Your assignment:
Please take the lines from the one holding "il canale personale" through the one holding "let _guard = state.send_locks.lock(conversation_id).await;" in the data below and copy them exactly.
# # # #
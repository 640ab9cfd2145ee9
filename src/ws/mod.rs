//! WebSocket Module - Gestione WebSocket per comunicazione real-time
//!
//! Questo modulo contiene il sottosistema real-time del servizio DM:
//! - Gestione upgrade HTTP -> WebSocket
//! - Presence Registry (utenti online, multi-dispositivo)
//! - Group Membership (connessioni iscritte per conversazione)
//! - Conversation Resolver (find-or-create idempotente)
//! - Message Dispatcher (persist-then-broadcast)
//! - Ciclo di vita della connessione (registrazione, cleanup, eventi online/offline)

pub mod connection;
pub mod dispatcher;
pub mod groups;
pub mod locks;
pub mod presence;
pub mod resolver;

// Re-exports pubblici
pub use connection::handle_socket;
pub use groups::GroupRegistry;
pub use presence::{ConnId, Delivery, PresenceRegistry};

use crate::{AppState, entities::User};
use axum::{
    Extension,
    extract::{State, ws::WebSocketUpgrade},
    response::Response,
};
use std::sync::Arc;

/// Capienza della coda di uscita per connessione: oltre questa soglia gli
/// eventi vengono scartati invece di bloccare chi fa broadcast
pub const OUTBOUND_QUEUE_CAPACITY: usize = 256;

/// Intervallo minimo tra due frame in ingresso dalla stessa connessione
pub const RATE_LIMITER_MILLIS: u64 = 50;

/// Connessione silente oltre questo limite = disconnessione
pub const TIMEOUT_DURATION_SECONDS: u64 = 300;

/// Entry point per gestire richieste di upgrade WebSocket.
/// L'utente arriva già autenticato dal middleware JWT: se l'autenticazione
/// fallisce la richiesta muore lì, senza mai toccare il registro di presenza.
pub async fn ws_handler(
    ws: WebSocketUpgrade,
    State(state): State<Arc<AppState>>,
    Extension(current_user): Extension<User>, // ottenuto dall'autenticazione JWT
) -> Response {
    ws.on_upgrade(move |socket| handle_socket(socket, state, current_user))
}
//! Message Dispatcher - orchestrazione di invio, modifica, cancellazione e lettura
//!
//! Ogni operazione segue lo stesso schema: valida, persiste tramite i
//! repository, e SOLO a scrittura completata fa il fan-out degli eventi ai
//! gruppi interessati. Mai broadcast-before-durable-write.
//!
//! Gli invii concorrenti nella stessa conversazione vengono serializzati con
//! un mutex per conversazione: un invio completa la sua sequenza
//! persist-then-broadcast prima che inizi il successivo, così l'ordine
//! osservato dalle connessioni coincide con l'ordine di commit.
//!
//! Un fallimento dello storage fa fallire la singola operazione e viene
//! riportato al chiamante come errore ritentabile: il dispatcher non ritenta
//! mai da solo, per non duplicare gli invii.

use crate::core::{AppState, DispatchError};
use crate::dtos::{
    CreateMessageDTO, EditMessageDTO, MessageDTO, OnlineStatusDTO, SendMessageDTO, ServerEvent,
    TypingDTO,
};
use crate::entities::User;
use crate::repositories::{Create, Read};
use crate::ws::presence::ConnId;
use crate::ws::resolver;
use chrono::Utc;
use std::sync::Arc;
use tracing::{debug, info, instrument};
use validator::Validate;

/// Invia un messaggio: risolve la conversazione, persiste, poi fa il fan-out.
///
/// Il gruppo della conversazione riceve `ReceiveMessage`; il canale personale
/// del destinatario riceve `NewMessageNotification` su OGNI suo dispositivo,
/// anche se non è ancora iscritto al gruppo (caso del primo messaggio di una
/// conversazione appena creata). Destinatario offline = notifica no-op.
#[instrument(skip(state, sender, dto), fields(sender_id = %sender.user_id, receiver_id = %dto.receiver_id))]
pub async fn send_message(
    state: &AppState,
    sender: &User,
    dto: SendMessageDTO,
) -> Result<MessageDTO, DispatchError> {
    dto.validate()?;
    if dto.receiver_id == sender.user_id {
        return Err(DispatchError::Validation(
            "Cannot send a message to yourself".to_string(),
        ));
    }

    let conversation_id = resolver::resolve_for_send(state, sender.user_id, dto.receiver_id).await?;

    let _guard = state.send_locks.lock(conversation_id).await;

    let now = Utc::now();
    let message = state
        .msg
        .create(&CreateMessageDTO {
            conversation_id,
            sender_id: sender.user_id,
            content: dto.content,
            message_type: dto.message_type,
            file_url: dto.file_url,
            sent_at: now,
        })
        .await?;
    state
        .conversations
        .touch_last_message(&conversation_id, &now)
        .await?;

    let message_dto = MessageDTO::from(message).with_sender(sender);

    let receive = Arc::new(ServerEvent::ReceiveMessage(message_dto.clone()));
    state
        .groups
        .broadcast(&state.presence, &conversation_id, receive);

    let notification = Arc::new(ServerEvent::NewMessageNotification(message_dto.clone()));
    state.presence.send_to_user(&dto.receiver_id, notification);

    info!(
        message_id = ?message_dto.message_id,
        conversation_id, "Message sent and fanned out"
    );
    Ok(message_dto)
}

/// Modifica un messaggio esistente. Solo il mittente originale può farlo.
/// Un messaggio soft-deleted resta modificabile dal suo mittente.
#[instrument(skip(state, editor, dto), fields(editor_id = %editor.user_id, message_id = %dto.message_id))]
pub async fn edit_message(
    state: &AppState,
    editor: &User,
    dto: EditMessageDTO,
) -> Result<MessageDTO, DispatchError> {
    dto.validate()?;

    let message = state
        .msg
        .read(&dto.message_id)
        .await?
        .ok_or(DispatchError::NotFound("Message not found"))?;

    if message.sender_id != editor.user_id {
        return Err(DispatchError::Forbidden(
            "You can only edit your own messages",
        ));
    }

    let _guard = state.send_locks.lock(message.conversation_id).await;

    state.msg.update_content(&dto.message_id, &dto.content).await?;

    let mut updated = message;
    updated.content = dto.content;
    updated.is_edited = true;

    let conversation_id = updated.conversation_id;
    let message_dto = MessageDTO::from(updated).with_sender(editor);

    let event = Arc::new(ServerEvent::MessageEdited(message_dto.clone()));
    state
        .groups
        .broadcast(&state.presence, &conversation_id, event);

    info!(conversation_id, "Message edited and broadcast");
    Ok(message_dto)
}

/// Soft delete: la riga resta, il contenuto diventa il tombstone.
/// L'evento broadcast porta SOLO gli id, mai il contenuto precedente.
#[instrument(skip(state, requester), fields(requester_id = %requester.user_id, message_id))]
pub async fn delete_message(
    state: &AppState,
    requester: &User,
    message_id: i32,
) -> Result<(), DispatchError> {
    let message = state
        .msg
        .read(&message_id)
        .await?
        .ok_or(DispatchError::NotFound("Message not found"))?;

    if message.sender_id != requester.user_id {
        return Err(DispatchError::Forbidden(
            "You can only delete your own messages",
        ));
    }

    let _guard = state.send_locks.lock(message.conversation_id).await;

    state.msg.mark_deleted(&message_id).await?;

    let event = Arc::new(ServerEvent::MessageDeleted {
        message_id,
        conversation_id: message.conversation_id,
    });
    state
        .groups
        .broadcast(&state.presence, &message.conversation_id, event);

    info!(conversation_id = message.conversation_id, "Message soft-deleted");
    Ok(())
}

/// Segna come letti tutti i messaggi non ancora letti della conversazione.
///
/// Idempotente: la seconda chiamata trova zero messaggi non letti e l'insert
/// delle ricevute è comunque ignore-on-duplicate. Il resto del gruppo riceve
/// `MessagesRead` con gli id interessati, le connessioni del lettore no.
#[instrument(skip(state, reader), fields(reader_id = %reader.user_id, conversation_id))]
pub async fn mark_read(
    state: &AppState,
    reader: &User,
    conversation_id: i32,
) -> Result<Vec<i32>, DispatchError> {
    state
        .participants
        .find(&conversation_id, &reader.user_id)
        .await?
        .ok_or(DispatchError::Forbidden(
            "You are not a participant in this conversation",
        ))?;

    let unread_ids = state
        .msg
        .find_unread_ids(&conversation_id, &reader.user_id)
        .await?;

    let now = Utc::now();
    state
        .receipts
        .create_many_ignore(&unread_ids, &reader.user_id, &now)
        .await?;
    state
        .participants
        .update_last_read(&conversation_id, &reader.user_id, &now)
        .await?;

    let event = Arc::new(ServerEvent::MessagesRead {
        conversation_id,
        user_id: reader.user_id,
        message_ids: unread_ids.clone(),
    });
    state
        .groups
        .broadcast_except_user(&state.presence, &conversation_id, &reader.user_id, event);

    info!(read_count = unread_ids.len(), "Messages marked as read");
    Ok(unread_ids)
}

/// Indicatore di digitazione: effimero, nessuna persistenza. Viene esclusa
/// solo la connessione chiamante: gli altri dispositivi dello stesso utente
/// lo ricevono comunque.
#[instrument(skip(state, user), fields(user_id = %user.user_id, conversation_id, is_typing, conn_id))]
pub fn typing_indicator(
    state: &AppState,
    user: &User,
    conversation_id: i32,
    is_typing: bool,
    conn_id: ConnId,
) {
    let event = Arc::new(ServerEvent::UserTyping(TypingDTO {
        conversation_id,
        user_id: user.user_id,
        username: user.username.clone(),
        is_typing,
    }));
    state
        .groups
        .broadcast_except_conn(&state.presence, &conversation_id, conn_id, event);
}

/// Iscrizione esplicita al gruppo di una conversazione (es. appena creata
/// lato REST), consentita solo ai partecipanti
#[instrument(skip(state, user), fields(user_id = %user.user_id, conversation_id, conn_id))]
pub async fn join_conversation(
    state: &AppState,
    user: &User,
    conversation_id: i32,
    conn_id: ConnId,
) -> Result<(), DispatchError> {
    state
        .participants
        .find(&conversation_id, &user.user_id)
        .await?
        .ok_or(DispatchError::Forbidden(
            "You are not a participant in this conversation",
        ))?;

    state.groups.join(&conversation_id, conn_id);
    debug!("Connection joined conversation group");
    Ok(())
}

/// Stato di presenza per una lista di utenti, lettura pura dal registro
pub fn online_status(state: &AppState, user_ids: &[i32]) -> Vec<OnlineStatusDTO> {
    user_ids
        .iter()
        .map(|user_id| OnlineStatusDTO {
            user_id: *user_id,
            is_online: state.presence.is_online(user_id),
        })
        .collect()
}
# # # #
Response to this task:
/// Il gruppo della conversazione riceve `ReceiveMessage`; il canale personale
/// del destinatario riceve `NewMessageNotification` su OGNI suo dispositivo,
/// anche se non è ancora iscritto al gruppo (caso del primo messaggio di una
/// conversazione appena creata). Destinatario offline = notifica no-op.
#[instrument(skip(state, sender, dto), fields(sender_id = %sender.user_id, receiver_id = %dto.receiver_id))]
pub async fn send_message(
    state: &AppState,
    sender: &User,
    dto: SendMessageDTO,
) -> Result<MessageDTO, DispatchError> {
    dto.validate()?;
    if dto.receiver_id == sender.user_id {
        return Err(DispatchError::Validation(
            "Cannot send a message to yourself".to_string(),
        ));
    }

    let conversation_id = resolver::resolve_for_send(state, sender.user_id, dto.receiver_id).await?;

    let _guard = state.send_locks.lock(conversation_id).await;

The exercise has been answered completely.